26 January 2015
From the Night Comes a Dawn
In the memoir by Elie Wiesel detailing his experience in the Nazi concentration camps during the Holocaust in the 1940s, Elie is a young boy of fifteen when he loses his faith in God. Having been raised in a community that had many Jewish people, he was surrounded by spirituality from a young age. His spiritual death from the concentration camps is one of the prominent themes of the book. Wiesel’s initial devotion to God and to his faith undergoes a radical transformation in the face of his harrowing experiences, resulting in an apparently soulless and cynical atheism, yet his faith survives to some degree in spite of overwhelming odds, and in subsequent years revived sufficiently to motivate the writing and dedicating of his memoir.

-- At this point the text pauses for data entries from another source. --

//! Line-level AI/human authorship for git repositories.
//!
//! Authorship records are stored as git notes (`refs/notes/ai-authorship` by
//! default) and joined with `git blame` to attribute each line of a file.

pub mod authorship;
pub mod commands;
pub mod config;
pub mod error;
pub mod feature_flags;
pub mod git;
pub mod observability;
pub mod stats;
pub mod utils;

At the start of the autobiography, Elie shows his devout faith in God profoundly. He believed in God so much that every night he would run “to the synagogue to weep over the destruction of the Temple” (14). This is his initial attitude towards his belief that he often shares with Moché the Beadle who played a key part in the early development of Elie’s faith. He and Moché discussed the way to God nearly every night, asking questions about Him and how to reach Him. Elie confided that he was unhappy because he could not find a master in Sighet to teach him the holy books of Jewish mysticism. At this point, Moché began to actively teach Elie the cabbala and the conviction that Moché would lead him to the ultimate answer to God grew within Elie (15).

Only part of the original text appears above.